- Relator(a)
- Ministro Moura Ribeiro
- Órgão julgador
- Terceira Turma
- Data do julgamento
- 01/12/2025
- Data de publicação
- 04/12/2025
STJ – Acórdão, Rel. Ministro Moura Ribeiro, Terceira Turma, j. 01/12/2025, p. 04/12/2025
CIVIL, CONSUMIDOR E PROCESSUAL CIVIL. RECURSO ESPECIAL. RESCISÃO CONTRATUAL. DISTRATO POR INICIAITIVA DO COMPRADOR. VIOLAÇÃO DO ART. 1.022 DO CPC NÃO CONFIGURADA. PACTO CELEBRADO APÓS A LEI Nº 13.786/2018, QUE INCLUIU O ART. 32-A NA LEI 6.766/79. DIREITO DE RETENÇÃO DE VALORES. CLÁUSULA PENAL. ABUSIVIDADE. AFRONTA ÀS NORMAS DO CÓDIGO CIVIL E CONSUMEIRISTAS. ESTIPULAÇÃO DE PERCENTUAL DIVERSO. POSSIBILIDADE. REDUÇÃO PARA 25% DO VALOR PAGO. PRECEDENTES ESPECÍFICOS. RECURSO ESPECIAL PARCIALMENTE PROVIDO. 1. Não viola o art. 1.022 do CPC o acórdão que aprecia suficientemente as matérias trazidas a debate, e que não incorre em omissão, contradição ou obscuridade. 2. É possível a redução da cláusula penal ajustada nos limites autorizados pela lei quando, como no caso concreto, sua aplicação se mostrar manifestamente excessiva tendo em vista a natureza e a finalidade do contrato em que disposta.
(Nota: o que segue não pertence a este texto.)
//! In-process two-level minimization.
//!
//! Small formulas are minimized exactly from their truth table
//! (Quine-McCluskey prime implicants, essential primes, then a greedy
//! cover). Larger ones are expanded to a cube list and reduced with
//! Espresso-style EXPAND and IRREDUNDANT passes. Formulas over more than
//! [`MAX_VARIABLES`] variables, or whose cube list outgrows the configured
//! limit, are returned [`Minimized::Unminimized`].

use std::collections::{BTreeSet, HashMap, HashSet};

use super::cube::{Cube, absorb, cover_contains, is_tautology};
use super::{Minimized, Minimizer};
use crate::boolean::{BoolExpr, parse_formula};
use crate::error::{OptimizeError, Result};

/// Truth tables are never enumerated past this many variables.
pub const MAX_EXACT_VARIABLES: usize = 20;
pub const MAX_VARIABLES: usize = 64;

#[derive(Debug, Clone)]
pub struct NativeMinimizer {
    exact_variable_limit: usize,
    max_cubes: usize,
}

impl Default for NativeMinimizer {
    fn default() -> Self {
        Self {
            exact_variable_limit: 12,
            max_cubes: 4096,
        }
    }
}

impl NativeMinimizer {
    pub fn new(exact_variable_limit: usize, max_cubes: usize) -> Self {
        Self {
            exact_variable_limit: exact_variable_limit.min(MAX_EXACT_VARIABLES),
            max_cubes: max_cubes.max(1),
        }
    }
}

impl Minimizer for NativeMinimizer {
    fn name(&self) -> &'static str {
        "native"
    }

    fn minimize(&self, formula: &str) -> Result<Minimized> {
        let expr = parse_formula(formula)?;
        let names: Vec<String> = expr.variables().into_iter().map(String::from).collect();
        if names.len() > MAX_VARIABLES {
            tracing::warn!(
                "Formula has {} variables, more than {}; skipping minimization",
                names.len(),
                MAX_VARIABLES
            );
            return Ok(Minimized::Unminimized);
        }
        let index: HashMap<&str, usize> = names
            .iter()
            .enumerate()
            .map(|(idx, name)| (name.as_str(), idx))
            .collect();

        let cover = if names.len() <= self.exact_variable_limit {
            tracing::debug!("Exact minimization over {} variables", names.len());
            exact_cover(&expr, &index, names.len())
        } else {
            tracing::debug!("Heuristic minimization over {} variables", names.len());
            let Some(cover) = heuristic_cover(&expr, &index, self.max_cubes)? else {
                tracing::warn!(
                    "Cube list over {} variables exceeds {} cubes; skipping minimization",
                    names.len(),
                    self.max_cubes
                );
                return Ok(Minimized::Unminimized);
            };
            cover
        };

        Ok(match cover {
            Cover::Contradiction => Minimized::Contradiction,
            Cover::Tautology => Minimized::Tautology,
            Cover::Cubes(cubes) => Minimized::Expression(format_dnf(cubes, &names)),
        })
    }
}

enum Cover {
    Contradiction,
    Tautology,
    Cubes(Vec<Cube>),
}

fn full_mask(vars: usize) -> u64 {
    if vars >= 64 { u64::MAX } else { (1u64 << vars) - 1 }
}

fn exact_cover(expr: &BoolExpr, index: &HashMap<&str, usize>, vars: usize) -> Cover {
    let ones: Vec<u64> = (0..1u64 << vars)
        .filter(|&m| {
            expr.evaluate(&|name: &str| index.get(name).is_some_and(|&i| (m >> i) & 1 == 1))
        })
        .collect();

    if ones.is_empty() {
        return Cover::Contradiction;
    }
    if ones.len() as u64 == 1u64 << vars {
        return Cover::Tautology;
    }

    let primes = prime_implicants(&ones, full_mask(vars));
    Cover::Cubes(select_cover(&primes, &ones))
}

/// Quine-McCluskey: merge cubes differing in one variable until nothing merges.
fn prime_implicants(ones: &[u64], full: u64) -> Vec<Cube> {
    let mut level: BTreeSet<Cube> = ones.iter().map(|&m| Cube::minterm(m, full)).collect();
    let mut primes = Vec::new();

    while !level.is_empty() {
        let mut next = BTreeSet::new();
        let mut merged = HashSet::new();
        for cube in &level {
            let mut bits = cube.care;
            while bits != 0 {
                let bit = bits & bits.wrapping_neg();
                bits &= bits - 1;
                let partner = Cube {
                    care: cube.care,
                    value: cube.value ^ bit,
                };
                if level.contains(&partner) {
                    merged.insert(*cube);
                    next.insert(cube.without(bit));
                }
            }
        }
        primes.extend(level.iter().filter(|c| !merged.contains(*c)).copied());
        level = next;
    }

    primes
}

fn select_cover(primes: &[Cube], ones: &[u64]) -> Vec<Cube> {
    let mut chosen: Vec<Cube> = Vec::new();

    for &m in ones {
        let mut covering = primes.iter().filter(|p| p.contains_minterm(m));
        if let (Some(only), None) = (covering.next(), covering.next())
            && !chosen.contains(only)
        {
            chosen.push(*only);
        }
    }

    let mut uncovered: BTreeSet<u64> = ones
        .iter()
        .copied()
        .filter(|&m| !chosen.iter().any(|p| p.contains_minterm(m)))
        .collect();

    while !uncovered.is_empty() {
        let gain = |p: &Cube| uncovered.iter().filter(|&&m| p.contains_minterm(m)).count();
        let best = primes
            .iter()
            .filter(|p| !chosen.contains(*p))
            .map(|p| (gain(p), p))
            .filter(|(covered, _)| *covered > 0)
            .max_by(|(ga, a), (gb, b)| {
                ga.cmp(gb)
                    .then(b.literals().cmp(&a.literals()))
                    .then(b.cmp(a))
            })
            .map(|(_, p)| *p);
        let Some(best) = best else {
            break;
        };
        uncovered.retain(|&m| !best.contains_minterm(m));
        chosen.push(best);
    }

    // Greedy picks can make earlier choices redundant.
    let mut idx = chosen.len();
    while idx > 0 {
        idx -= 1;
        let candidate = chosen[idx];
        let redundant = ones
            .iter()
            .filter(|&&m| candidate.contains_minterm(m))
            .all(|&m| {
                chosen
                    .iter()
                    .enumerate()
                    .any(|(other, p)| other != idx && p.contains_minterm(m))
            });
        if redundant {
            chosen.remove(idx);
        }
    }

    chosen
}

fn heuristic_cover(
    expr: &BoolExpr,
    index: &HashMap<&str, usize>,
    max_cubes: usize,
) -> Result<Option<Cover>> {
    let Some(onset) = to_cubes(expr, true, index, max_cubes)? else {
        return Ok(None);
    };
    if onset.is_empty() {
        return Ok(Some(Cover::Contradiction));
    }
    if is_tautology(&onset) {
        return Ok(Some(Cover::Tautology));
    }

    let expanded = absorb(
        onset
            .iter()
            .map(|&cube| expand(cube, &onset))
            .collect(),
    );
    Ok(Some(Cover::Cubes(irredundant(expanded))))
}

/// Build the cube list of `expr` (or of its negation when `positive` is false).
///
/// `None` once the list grows past `max_cubes`.
fn to_cubes(
    expr: &BoolExpr,
    positive: bool,
    index: &HashMap<&str, usize>,
    max_cubes: usize,
) -> Result<Option<Vec<Cube>>> {
    let cubes = match expr {
        BoolExpr::Var(name) => {
            let var = index.get(name.as_str()).copied().ok_or_else(|| {
                OptimizeError::MinimizerFailure(format!("unindexed variable {}", name))
            })?;
            vec![Cube::literal(var, positive)]
        }
        BoolExpr::Not(inner) => return to_cubes(inner, !positive, index, max_cubes),
        BoolExpr::And(items) | BoolExpr::Or(items) => {
            let product = matches!(expr, BoolExpr::And(_)) == positive;
            if product {
                let mut acc = vec![Cube::UNIVERSE];
                for item in items {
                    let Some(factor) = to_cubes(item, positive, index, max_cubes)? else {
                        return Ok(None);
                    };
                    let crossed = acc
                        .iter()
                        .flat_map(|a| factor.iter().filter_map(move |b| a.intersect(b)))
                        .collect();
                    acc = absorb(crossed);
                    if acc.len() > max_cubes {
                        return Ok(None);
                    }
                }
                acc
            } else {
                let mut acc = Vec::new();
                for item in items {
                    let Some(cubes) = to_cubes(item, positive, index, max_cubes)? else {
                        return Ok(None);
                    };
                    acc.extend(cubes);
                }
                absorb(acc)
            }
        }
    };
    Ok((cubes.len() <= max_cubes).then_some(cubes))
}

/// Drop literals while the cube stays inside the function.
fn expand(mut cube: Cube, onset: &[Cube]) -> Cube {
    let mut bits = cube.care;
    while bits != 0 {
        let bit = bits & bits.wrapping_neg();
        bits &= bits - 1;
        let candidate = cube.without(bit);
        if cover_contains(onset, candidate) {
            cube = candidate;
        }
    }
    cube
}

/// Remove cubes covered by the rest of the cover, most specific first.
fn irredundant(mut cubes: Vec<Cube>) -> Vec<Cube> {
    cubes.sort_by_key(|c| (std::cmp::Reverse(c.literals()), *c));
    let mut idx = 0;
    while idx < cubes.len() {
        let rest: Vec<Cube> = cubes
            .iter()
            .enumerate()
            .filter(|(other, _)| *other != idx)
            .map(|(_, c)| *c)
            .collect();
        if cover_contains(&rest, cubes[idx]) {
            cubes.remove(idx);
        } else {
            idx += 1;
        }
    }
    cubes
}

/// `Or(And(v1, Not(v2)), v3)` with terms ordered by size then literals.
fn format_dnf(mut cubes: Vec<Cube>, names: &[String]) -> String {
    cubes.sort_by_key(|c| {
        let key: Vec<(usize, bool)> = c
            .literal_list()
            .into_iter()
            .map(|(var, positive)| (var, !positive))
            .collect();
        (c.literals(), key)
    });

    let terms: Vec<BoolExpr> = cubes
        .iter()
        .map(|cube| {
            let mut literals: Vec<BoolExpr> = cube
                .literal_list()
                .into_iter()
                .map(|(var, positive)| {
                    let atom = BoolExpr::var(&names[var]);
                    if positive { atom } else { BoolExpr::negate(atom) }
                })
                .collect();
            if literals.len() == 1 {
                literals.remove(0)
            } else {
                BoolExpr::And(literals)
            }
        })
        .collect();

    match terms.len() {
        1 => terms[0].to_string(),
        _ => BoolExpr::Or(terms).to_string(),
    }
}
Precedentes. 3. Em se tratando de relação de consumo, a cláusula penal pelo desfazimento do contrato deve ser reduzida a 20% dos valores pagos pelo comprador desistente. Precedentes. 4. Recurso especial parcialmente provido. (REsp n. 2.203.606/SP, relator Ministro Moura Ribeiro, Terceira Turma, julgado em 1/12/2025, DJEN de 4/12/2025.)